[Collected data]
━━━━━━━━━━━━━━━━━━━━

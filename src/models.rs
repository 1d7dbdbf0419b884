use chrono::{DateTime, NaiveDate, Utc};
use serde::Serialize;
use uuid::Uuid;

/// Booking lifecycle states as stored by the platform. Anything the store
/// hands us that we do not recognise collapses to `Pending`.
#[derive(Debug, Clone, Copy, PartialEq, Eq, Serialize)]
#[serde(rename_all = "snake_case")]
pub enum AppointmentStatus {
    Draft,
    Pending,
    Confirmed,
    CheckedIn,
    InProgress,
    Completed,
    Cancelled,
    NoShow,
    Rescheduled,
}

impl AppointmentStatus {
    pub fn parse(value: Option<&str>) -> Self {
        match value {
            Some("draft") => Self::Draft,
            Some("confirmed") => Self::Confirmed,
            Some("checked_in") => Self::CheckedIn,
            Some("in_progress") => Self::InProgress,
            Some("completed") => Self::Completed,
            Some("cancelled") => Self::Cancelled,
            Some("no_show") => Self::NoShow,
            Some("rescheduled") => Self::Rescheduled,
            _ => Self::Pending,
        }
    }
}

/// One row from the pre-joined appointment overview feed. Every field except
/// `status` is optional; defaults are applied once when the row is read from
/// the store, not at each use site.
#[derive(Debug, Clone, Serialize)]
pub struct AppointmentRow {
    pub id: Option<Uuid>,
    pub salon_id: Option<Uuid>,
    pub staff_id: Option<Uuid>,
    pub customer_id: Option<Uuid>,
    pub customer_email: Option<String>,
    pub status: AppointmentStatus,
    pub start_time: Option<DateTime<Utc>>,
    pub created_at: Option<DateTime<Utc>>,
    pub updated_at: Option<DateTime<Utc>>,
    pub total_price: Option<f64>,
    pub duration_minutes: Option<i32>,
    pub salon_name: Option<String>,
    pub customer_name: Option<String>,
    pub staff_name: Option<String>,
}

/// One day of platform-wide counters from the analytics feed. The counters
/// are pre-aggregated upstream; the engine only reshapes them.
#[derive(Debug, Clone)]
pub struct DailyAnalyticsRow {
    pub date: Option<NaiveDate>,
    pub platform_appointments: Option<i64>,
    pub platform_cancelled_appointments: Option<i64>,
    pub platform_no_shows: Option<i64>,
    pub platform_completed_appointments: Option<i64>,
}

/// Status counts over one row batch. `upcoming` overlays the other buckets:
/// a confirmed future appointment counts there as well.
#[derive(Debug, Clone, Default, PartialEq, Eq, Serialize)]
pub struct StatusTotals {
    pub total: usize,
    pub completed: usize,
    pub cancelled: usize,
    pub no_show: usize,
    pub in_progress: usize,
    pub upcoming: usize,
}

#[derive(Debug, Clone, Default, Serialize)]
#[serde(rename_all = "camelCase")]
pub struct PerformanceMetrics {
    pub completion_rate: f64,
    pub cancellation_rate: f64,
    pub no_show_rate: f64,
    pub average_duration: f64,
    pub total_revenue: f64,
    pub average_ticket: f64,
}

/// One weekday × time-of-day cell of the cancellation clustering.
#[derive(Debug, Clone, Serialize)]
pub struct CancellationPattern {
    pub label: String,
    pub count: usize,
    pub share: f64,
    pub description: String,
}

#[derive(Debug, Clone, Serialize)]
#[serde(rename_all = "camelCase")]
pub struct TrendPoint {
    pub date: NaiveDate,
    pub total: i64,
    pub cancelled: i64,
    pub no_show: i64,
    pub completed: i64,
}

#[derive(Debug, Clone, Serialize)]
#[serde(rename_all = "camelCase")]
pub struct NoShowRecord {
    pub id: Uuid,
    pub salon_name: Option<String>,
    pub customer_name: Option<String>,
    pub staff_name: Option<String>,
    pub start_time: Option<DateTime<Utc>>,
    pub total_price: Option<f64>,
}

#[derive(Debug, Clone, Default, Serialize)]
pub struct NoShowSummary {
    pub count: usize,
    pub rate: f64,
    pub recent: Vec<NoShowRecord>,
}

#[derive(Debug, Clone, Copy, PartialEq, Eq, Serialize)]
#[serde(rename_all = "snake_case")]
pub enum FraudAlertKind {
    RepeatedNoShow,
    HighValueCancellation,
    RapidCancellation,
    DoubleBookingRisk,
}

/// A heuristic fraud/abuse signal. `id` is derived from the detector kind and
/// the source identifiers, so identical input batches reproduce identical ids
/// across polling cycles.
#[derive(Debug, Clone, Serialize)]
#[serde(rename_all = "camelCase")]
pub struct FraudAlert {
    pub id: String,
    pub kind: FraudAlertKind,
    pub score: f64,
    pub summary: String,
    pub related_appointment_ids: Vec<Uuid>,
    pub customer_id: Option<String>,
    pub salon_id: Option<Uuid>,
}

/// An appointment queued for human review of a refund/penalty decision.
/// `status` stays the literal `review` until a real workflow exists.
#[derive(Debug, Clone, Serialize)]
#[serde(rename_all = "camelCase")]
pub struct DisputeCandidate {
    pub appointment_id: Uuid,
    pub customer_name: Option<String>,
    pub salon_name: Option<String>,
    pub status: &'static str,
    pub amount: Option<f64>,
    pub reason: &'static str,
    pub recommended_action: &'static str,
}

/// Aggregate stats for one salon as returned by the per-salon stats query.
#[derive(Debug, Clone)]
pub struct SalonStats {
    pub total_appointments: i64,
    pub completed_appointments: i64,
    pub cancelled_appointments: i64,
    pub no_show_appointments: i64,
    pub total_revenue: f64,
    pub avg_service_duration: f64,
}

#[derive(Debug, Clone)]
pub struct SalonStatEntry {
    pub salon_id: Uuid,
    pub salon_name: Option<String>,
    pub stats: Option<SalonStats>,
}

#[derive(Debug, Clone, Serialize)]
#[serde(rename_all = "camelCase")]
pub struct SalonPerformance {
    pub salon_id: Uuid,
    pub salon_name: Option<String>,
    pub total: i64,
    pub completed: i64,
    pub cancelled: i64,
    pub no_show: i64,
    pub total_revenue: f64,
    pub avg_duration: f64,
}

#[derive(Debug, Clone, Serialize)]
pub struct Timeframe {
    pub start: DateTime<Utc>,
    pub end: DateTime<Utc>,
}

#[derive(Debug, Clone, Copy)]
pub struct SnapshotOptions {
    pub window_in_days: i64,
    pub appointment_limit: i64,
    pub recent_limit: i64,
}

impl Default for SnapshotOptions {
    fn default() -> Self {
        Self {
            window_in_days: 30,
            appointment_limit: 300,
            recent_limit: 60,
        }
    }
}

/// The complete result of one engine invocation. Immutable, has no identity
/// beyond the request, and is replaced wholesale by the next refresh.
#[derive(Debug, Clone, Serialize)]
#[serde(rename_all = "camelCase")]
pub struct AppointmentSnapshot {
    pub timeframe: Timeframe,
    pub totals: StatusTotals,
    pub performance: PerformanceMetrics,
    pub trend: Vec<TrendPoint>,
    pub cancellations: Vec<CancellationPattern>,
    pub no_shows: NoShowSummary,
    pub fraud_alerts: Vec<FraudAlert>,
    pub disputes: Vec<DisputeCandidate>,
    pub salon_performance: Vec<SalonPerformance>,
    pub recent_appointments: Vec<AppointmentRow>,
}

━━━━━━━━━━━━━━━━━━━━

◆ Exercise description:
Reproduce the entries exactly. Every word has to stay the same.

◆ Exercise answer:
filename src/models.rs
repository 1d7dbdbf0419b884
use chrono::{DateTime, NaiveDate, Utc};
use serde::Serialize;
use uuid::Uuid;

/// Booking lifecycle states as stored by the platform. Anything the store
/// hands us that we do not recognise collapses to `Pending`.
#[derive(Debug, Clone, Copy, PartialEq, Eq, Serialize)]
#[serde(rename_all = "snake_case")]
pub enum AppointmentStatus {
    Draft,
    Pending,
    Confirmed,
    CheckedIn,
    InProgress,
    Completed,
    Cancelled,
    NoShow,
    Rescheduled,
}

impl AppointmentStatus {
    pub fn parse(value: Option<&str>) -> Self {
        match value {
            Some("draft") => Self::Draft,
            Some("confirmed") => Self::Confirmed,
            Some("checked_in") => Self::CheckedIn,
            Some("in_progress") => Self::InProgress,
            Some("completed") => Self::Completed,
            Some("cancelled") => Self::Cancelled,
            Some("no_show") => Self::NoShow,
            Some("rescheduled") => Self::Rescheduled,
            _ => Self::Pending,
        }
    }
}

/// One row from the pre-joined appointment overview feed. Every field except
/// `status` is optional; defaults are applied once when the row is read from
/// the store, not at each use site.
#[derive(Debug, Clone, Serialize)]
pub struct AppointmentRow {
    pub id: Option<Uuid>,
    pub salon_id: Option<Uuid>,
    pub staff_id: Option<Uuid>,
    pub customer_id: Option<Uuid>,
    pub customer_email: Option<String>,
    pub status: AppointmentStatus,
    pub start_time: Option<DateTime<Utc>>,
    pub created_at: Option<DateTime<Utc>>,
    pub updated_at: Option<DateTime<Utc>>,
    pub total_price: Option<f64>,
    pub duration_minutes: Option<i32>,
    pub salon_name: Option<String>,
    pub customer_name: Option<String>,
    pub staff_name: Option<String>,
}

/// One day of platform-wide counters from the analytics feed. The counters
/// are pre-aggregated upstream; the engine only reshapes them.
#[derive(Debug, Clone)]
pub struct DailyAnalyticsRow {
    pub date: Option<NaiveDate>,
    pub platform_appointments: Option<i64>,
    pub platform_cancelled_appointments: Option<i64>,
    pub platform_no_shows: Option<i64>,
    pub platform_completed_appointments: Option<i64>,
}

/// Status counts over one row batch. `upcoming` overlays the other buckets:
/// a confirmed future appointment counts there as well.
#[derive(Debug, Clone, Default, PartialEq, Eq, Serialize)]
pub struct StatusTotals {
    pub total: usize,
    pub completed: usize,
    pub cancelled: usize,
    pub no_show: usize,
    pub in_progress: usize,
    pub upcoming: usize,
}

#[derive(Debug, Clone, Default, Serialize)]
#[serde(rename_all = "camelCase")]
pub struct PerformanceMetrics {
    pub completion_rate: f64,
    pub cancellation_rate: f64,
    pub no_show_rate: f64,
    pub average_duration: f64,
    pub total_revenue: f64,
    pub average_ticket: f64,
}

/// One weekday × time-of-day cell of the cancellation clustering.
#[derive(Debug, Clone, Serialize)]
pub struct CancellationPattern {
    pub label: String,
    pub count: usize,
    pub share: f64,
    pub description: String,
}

#[derive(Debug, Clone, Serialize)]
#[serde(rename_all = "camelCase")]
pub struct TrendPoint {
    pub date: NaiveDate,
    pub total: i64,
    pub cancelled: i64,
    pub no_show: i64,
    pub completed: i64,
}

#[derive(Debug, Clone, Serialize)]
#[serde(rename_all = "camelCase")]
pub struct NoShowRecord {
    pub id: Uuid,
    pub salon_name: Option<String>,
    pub customer_name: Option<String>,
    pub staff_name: Option<String>,
    pub start_time: Option<DateTime<Utc>>,
    pub total_price: Option<f64>,
}

#[derive(Debug, Clone, Default, Serialize)]
pub struct NoShowSummary {
    pub count: usize,
    pub rate: f64,
    pub recent: Vec<NoShowRecord>,
}

#[derive(Debug, Clone, Copy, PartialEq, Eq, Serialize)]
#[serde(rename_all = "snake_case")]
pub enum FraudAlertKind {
    RepeatedNoShow,
    HighValueCancellation,
    RapidCancellation,
    DoubleBookingRisk,
}

/// A heuristic fraud/abuse signal. `id` is derived from the detector kind and
/// the source identifiers, so identical input batches reproduce identical ids
/// across polling cycles.
#[derive(Debug, Clone, Serialize)]
#[serde(rename_all = "camelCase")]
pub struct FraudAlert {
    pub id: String,
    pub kind: FraudAlertKind,
    pub score: f64,
    pub summary: String,
    pub related_appointment_ids: Vec<Uuid>,
    pub customer_id: Option<String>,
    pub salon_id: Option<Uuid>,
}

/// An appointment queued for human review of a refund/penalty decision.
/// `status` stays the literal `review` until a real workflow exists.
#[derive(Debug, Clone, Serialize)]
#[serde(rename_all = "camelCase")]
pub struct DisputeCandidate {
    pub appointment_id: Uuid,
    pub customer_name: Option<String>,
    pub salon_name: Option<String>,
    pub status: &'static str,
    pub amount: Option<f64>,
    pub reason: &'static str,
    pub recommended_action: &'static str,
}

/// Aggregate stats for one salon as returned by the per-salon stats query.
#[derive(Debug, Clone)]
pub struct SalonStats {
    pub total_appointments: i64,
    pub completed_appointments: i64,
    pub cancelled_appointments: i64,
    pub no_show_appointments: i64,
    pub total_revenue: f64,
    pub avg_service_duration: f64,
}

#[derive(Debug, Clone)]
pub struct SalonStatEntry {
    pub salon_id: Uuid,
    pub salon_name: Option<String>,
    pub stats: Option<SalonStats>,
}

#[derive(Debug, Clone, Serialize)]
#[serde(rename_all = "camelCase")]
pub struct SalonPerformance {
    pub salon_id: Uuid,
    pub salon_name: Option<String>,
    pub total: i64,
    pub completed: i64,
    pub cancelled: i64,
    pub no_show: i64,
    pub total_revenue: f64,
    pub avg_duration: f64,
}

#[derive(Debug, Clone, Serialize)]
pub struct Timeframe {
    pub start: DateTime<Utc>,
    pub end: DateTime<Utc>,
}

#[derive(Debug, Clone, Copy)]
pub struct SnapshotOptions {
    pub window_in_days: i64,
    pub appointment_limit: i64,
    pub recent_limit: i64,
}

impl Default for SnapshotOptions {
    fn default() -> Self {
        Self {
            window_in_days: 30,
            appointment_limit: 300,
            recent_limit: 60,
        }
    }
}

/// The complete result of one engine invocation. Immutable, has no identity
/// beyond the request, and is replaced wholesale by the next refresh.
#[derive(Debug, Clone, Serialize)]
#[serde(rename_all = "camelCase")]
pub struct AppointmentSnapshot {
    pub timeframe: Timeframe,
    pub totals: StatusTotals,
    pub performance: PerformanceMetrics,
    pub trend: Vec<TrendPoint>,
    pub cancellations: Vec<CancellationPattern>,
    pub no_shows: NoShowSummary,
    pub fraud_alerts: Vec<FraudAlert>,
    pub disputes: Vec<DisputeCandidate>,
    pub salon_performance: Vec<SalonPerformance>,
    pub recent_appointments: Vec<AppointmentRow>,
}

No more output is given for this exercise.